Inattention can be just as dangerous for pedestrians as it is for drivers. And as more teens tune into music, text, and check the Internet while on the go, they’re tuning out potential hazards — prompting the state Department of Health to ask kids to tune out those devices.

Nationally, pedestrian injuries among 16 to 19-year-olds have increased 25 percent in the past five years according to Safe Kids, which works to prevent accidental injuries to children. That late-teen group accounts for half of all pedestrian deaths among youths 19 and younger.

A new Safe Kids study of more than 34,000 middle and high school students showed that of those who were distracted, about 40 percent were texting, about 40 percent were wearing headphones, and 20 percent were talking on phones.

From 2006 to 2010, the most recent period for which figures are available, Washington had 43 teen pedestrian deaths, ranking number 18 among the 37 states with more than 10 such deaths. It’s close to the national per capita average.

“Those texts and calls can wait, and kids can listen to music at other times,” said State Health Officer Dr. Maxine Hayes, a pediatrician. “It’s more important to walk safely. And if you’re driving, of course, keep your eyes on the road and your hands on the wheel.”

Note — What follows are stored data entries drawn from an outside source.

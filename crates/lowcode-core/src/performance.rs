use crate::types::RuntimeMetrics;
use action_client::{ResourceTimingEntry, ResourceTimings};
use std::collections::HashMap;
use std::sync::{Mutex, MutexGuard};
use std::time::{Duration, Instant};

// ---------------------------------------------------------------------------
// PerformanceTracker
// ---------------------------------------------------------------------------

#[derive(Debug, Clone, Copy)]
struct Mark {
    start: Instant,
    end: Option<Instant>,
}

/// Start/end marks per key. Missing marks are normal and never an error.
#[derive(Debug, Default)]
pub struct PerformanceTracker {
    marks: Mutex<HashMap<String, Mark>>,
}

impl PerformanceTracker {
    pub fn new() -> Self {
        Self::default()
    }

    /// Record a start mark, discarding any previous marks for `key`.
    pub fn start(&self, key: &str) {
        self.lock().insert(
            key.to_string(),
            Mark {
                start: Instant::now(),
                end: None,
            },
        );
    }

    /// Record an end mark. No-op if `start` was never called for `key`.
    pub fn end(&self, key: &str) {
        if let Some(mark) = self.lock().get_mut(key) {
            mark.end = Some(Instant::now());
        }
    }

    pub fn measure(&self, key: &str) -> Option<Duration> {
        let marks = self.lock();
        let mark = marks.get(key)?;
        mark.end.map(|end| end.duration_since(mark.start))
    }

    /// [`measure`](Self::measure) in milliseconds.
    pub fn measure_ms(&self, key: &str) -> Option<f64> {
        self.measure(key).map(|d| d.as_secs_f64() * 1000.0)
    }

    pub fn clear(&self, key: &str) {
        self.lock().remove(key);
    }

    fn lock(&self) -> MutexGuard<'_, HashMap<String, Mark>> {
        self.marks.lock().unwrap_or_else(|e| e.into_inner())
    }
}

// ---------------------------------------------------------------------------
// Resource timing lookups
// ---------------------------------------------------------------------------

/// Metrics for the `index`-th completed request to `url`; empty if there is
/// no such entry.
pub fn resource_metrics(timings: &ResourceTimings, url: &str, index: usize) -> RuntimeMetrics {
    timings
        .entries_by_name(url)
        .get(index)
        .map(metrics_from_entry)
        .unwrap_or_default()
}

/// Metrics for the request sent with correlation id `request_id`.
pub fn resource_metrics_for(timings: &ResourceTimings, request_id: &str) -> RuntimeMetrics {
    timings
        .by_request_id(request_id)
        .as_ref()
        .map(metrics_from_entry)
        .unwrap_or_default()
}

fn metrics_from_entry(entry: &ResourceTimingEntry) -> RuntimeMetrics {
    RuntimeMetrics {
        network: Some(entry.duration_ms),
        transfer_size: Some(entry.transfer_size),
        ..Default::default()
    }
}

With daylight saving time nearing an end for the year, it’s darker outside when many teens go to or from school. That makes it even more important to pay close attention while walking.

Safe Kids Washington suggests that parents talk to kids, especially teens, about the danger of distracted walking. Start the discussion early about safe use of technology — and keep talking about it. Parents can set a good example by showing what crossing the street safely looks like, and by avoiding texting while driving and other distractions.

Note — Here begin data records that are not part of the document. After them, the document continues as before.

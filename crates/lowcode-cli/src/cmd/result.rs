use crate::cmd::action::resolve_action_id;
use crate::output::{millis, pretty, print_json};
use anyhow::Context;
use clap::Subcommand;
use lowcode_core::state::AppState;
use std::path::Path;

#[derive(Subcommand)]
pub enum ResultSubcommand {
    /// Show the stored result of an action
    Show { action: String },
}

pub fn run(root: &Path, subcmd: ResultSubcommand, json: bool) -> anyhow::Result<()> {
    match subcmd {
        ResultSubcommand::Show { action } => show(root, &action, json),
    }
}

fn show(root: &Path, key: &str, json: bool) -> anyhow::Result<()> {
    let state = AppState::load(root).context("failed to load state")?;
    let id = resolve_action_id(&state, key)?;
    let result = state
        .result(&id)
        .with_context(|| format!("action '{key}' has not been run yet"))?;

    if json {
        return print_json(result);
    }

    println!("Result for: {id}");
    println!("Status:   {}", if result.error { "error" } else { "ok" });
    println!("Updated:  {}", result.updated_at.format("%Y-%m-%d %H:%M:%S UTC"));
    println!(
        "Runtime:  prepare {}, network {}",
        millis(result.runtime.prepare_query),
        millis(result.runtime.network)
    );
    if let Some(size) = result.runtime.transfer_size {
        println!("Size:     {size} bytes");
    }
    println!("Data:\n{}", pretty(&result.data));
    Ok(())
}
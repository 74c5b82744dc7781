use std::path::{Path, PathBuf};

pub const LOWCODE_DIR: &str = ".lowcode";
pub const CONFIG_FILE: &str = ".lowcode/config.yaml";
pub const STATE_FILE: &str = ".lowcode/state.yaml";

pub fn lowcode_dir(root: &Path) -> PathBuf {
    root.join(LOWCODE_DIR)
}

pub fn config_path(root: &Path) -> PathBuf {
    root.join(CONFIG_FILE)
}

pub fn state_path(root: &Path) -> PathBuf {
    root.join(STATE_FILE)
}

Teens should put devices down and turn headphones off; look, listen, and make eye contact with drivers before crossing a street. They should also be on the lookout for cars that are turning or backing up. Driveways and parking lots can be especially dangerous.

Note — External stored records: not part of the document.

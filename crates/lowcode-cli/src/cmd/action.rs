use crate::output::{millis, pretty, print_json, print_table};
use anyhow::Context;
use clap::Subcommand;
use lowcode_core::{state::AppState, types::ActionDescriptor, LowcodeError};
use std::path::Path;

#[derive(Subcommand)]
pub enum ActionSubcommand {
    /// List all actions
    List,
    /// Show an action descriptor
    Show { action: String },
    /// Add an action from a YAML or JSON descriptor file
    Add { file: String },
    /// Replace an action's descriptor from a file, keeping its id
    Update {
        action: String,
        file: String,
        /// Display name the edit was based on; rejects stale renames
        #[arg(long)]
        old_display_name: Option<String>,
    },
    /// Copy an action under a new id and name
    Duplicate { action: String },
    /// Delete an action and its result
    Delete { action: String },
    /// Mark an action as selected
    Select { action: String },
}

pub fn run(root: &Path, subcmd: ActionSubcommand, json: bool) -> anyhow::Result<()> {
    match subcmd {
        ActionSubcommand::List => list(root, json),
        ActionSubcommand::Show { action } => show(root, &action, json),
        ActionSubcommand::Add { file } => add(root, Path::new(&file), json),
        ActionSubcommand::Update {
            action,
            file,
            old_display_name,
        } => update(root, &action, Path::new(&file), old_display_name.as_deref(), json),
        ActionSubcommand::Duplicate { action } => duplicate(root, &action, json),
        ActionSubcommand::Delete { action } => delete(root, &action, json),
        ActionSubcommand::Select { action } => select(root, &action, json),
    }
}

/// Map an action id or display name to the action id.
pub fn resolve_action_id(state: &AppState, key: &str) -> anyhow::Result<String> {
    state
        .action(key)
        .or_else(|| state.action_by_display_name(key))
        .map(|a| a.action_id.clone())
        .ok_or_else(|| LowcodeError::ActionNotFound(key.to_string()).into())
}

fn read_descriptor(file: &Path) -> anyhow::Result<ActionDescriptor> {
    let data = std::fs::read_to_string(file)
        .with_context(|| format!("failed to read {}", file.display()))?;
    let descriptor: ActionDescriptor = serde_yaml::from_str(&data)
        .map_err(|e| LowcodeError::InvalidDescriptor(format!("{}: {e}", file.display())))?;
    Ok(descriptor)
}

fn list(root: &Path, json: bool) -> anyhow::Result<()> {
    let state = AppState::load(root).context("failed to load state")?;

    if json {
        let summaries: Vec<_> = state
            .actions
            .iter()
            .map(|a| {
                let result = state.result(&a.action_id);
                serde_json::json!({
                    "action_id": a.action_id,
                    "display_name": a.display_name,
                    "action_type": a.action_type,
                    "resource_id": a.resource_id,
                    "selected": state.selected.as_deref() == Some(a.action_id.as_str()),
                    "has_result": result.is_some(),
                    "error": result.map(|r| r.error),
                })
            })
            .collect();
        return print_json(&summaries);
    }

    if state.actions.is_empty() {
        println!("No actions yet.");
        return Ok(());
    }

    let rows: Vec<Vec<String>> = state
        .actions
        .iter()
        .map(|a| {
            let status = match state.result(&a.action_id) {
                Some(r) if r.error => "error",
                Some(_) => "ok",
                None => "-",
            };
            let marker = if state.selected.as_deref() == Some(a.action_id.as_str()) {
                "*"
            } else {
                ""
            };
            vec![
                marker.to_string(),
                a.display_name.clone(),
                a.action_type.to_string(),
                status.to_string(),
                a.action_id.clone(),
            ]
        })
        .collect();
    print_table(&["", "NAME", "TYPE", "RESULT", "ID"], rows);
    Ok(())
}

fn show(root: &Path, key: &str, json: bool) -> anyhow::Result<()> {
    let state = AppState::load(root).context("failed to load state")?;
    let id = resolve_action_id(&state, key)?;
    let Some(action) = state.action(&id) else {
        return Err(LowcodeError::ActionNotFound(id).into());
    };

    if json {
        return print_json(action);
    }

    println!("Action: {} ({})", action.display_name, action.action_id);
    println!("Type:     {}", action.action_type);
    println!("Resource: {}", action.resource_id);
    if let Some(rt) = &action.runtime {
        println!(
            "Runtime:  prepare {}, network {}",
            millis(rt.prepare_query),
            millis(rt.network)
        );
    }
    println!("Template:\n{}", pretty(&action.action_template));
    Ok(())
}

fn add(root: &Path, file: &Path, json: bool) -> anyhow::Result<()> {
    let descriptor = read_descriptor(file)?;
    let mut state = AppState::load(root).context("failed to load state")?;
    let added = state.add_action(descriptor)?.clone();
    state.save(root).context("failed to save state")?;

    if json {
        print_json(&added)?;
    } else {
        println!("Added action: {} ({})", added.display_name, added.action_id);
    }
    Ok(())
}

fn update(
    root: &Path,
    key: &str,
    file: &Path,
    old_display_name: Option<&str>,
    json: bool,
) -> anyhow::Result<()> {
    let descriptor = read_descriptor(file)?;
    let mut state = AppState::load(root).context("failed to load state")?;
    let id = resolve_action_id(&state, key)?;
    state.update_action(&id, descriptor, old_display_name)?;
    state.save(root).context("failed to save state")?;

    if json {
        return print_json(&state.action(&id));
    }
    println!("Updated action: {id}");
    Ok(())
}

fn duplicate(root: &Path, key: &str, json: bool) -> anyhow::Result<()> {
    let mut state = AppState::load(root).context("failed to load state")?;
    let id = resolve_action_id(&state, key)?;
    let copy = state.duplicate_action(&id)?.clone();
    state.save(root).context("failed to save state")?;

    if json {
        print_json(&copy)?;
    } else {
        println!("Duplicated as: {} ({})", copy.display_name, copy.action_id);
    }
    Ok(())
}

fn delete(root: &Path, key: &str, json: bool) -> anyhow::Result<()> {
    let mut state = AppState::load(root).context("failed to load state")?;
    let id = resolve_action_id(&state, key)?;
    let removed = state.delete_action(&id)?;
    state.save(root).context("failed to save state")?;

    if json {
        print_json(&serde_json::json!({ "deleted": removed.action_id }))?;
    } else {
        println!("Deleted action: {} ({})", removed.display_name, removed.action_id);
    }
    Ok(())
}

fn select(root: &Path, key: &str, json: bool) -> anyhow::Result<()> {
    let mut state = AppState::load(root).context("failed to load state")?;
    let id = resolve_action_id(&state, key)?;
    state.select_action(&id)?;
    state.save(root).context("failed to save state")?;

    if json {
        print_json(&serde_json::json!({ "selected": id }))?;
    } else {
        println!("Selected action: {id}");
    }
    Ok(())
}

Other safety tips for teens while walking:

  • Use sidewalks or paths, and cross at street corners with traffic signals and crosswalks when possible.
  • Be aware of others who may be distracted — and speak up when you see someone who is distracted.

Some Washington kids already get the message. The Rams in Action Club at Lacey’s North Thurston High School won the Safe Kids Worldwide Pedestrian Safety high school contest for its members’ work to educate peers.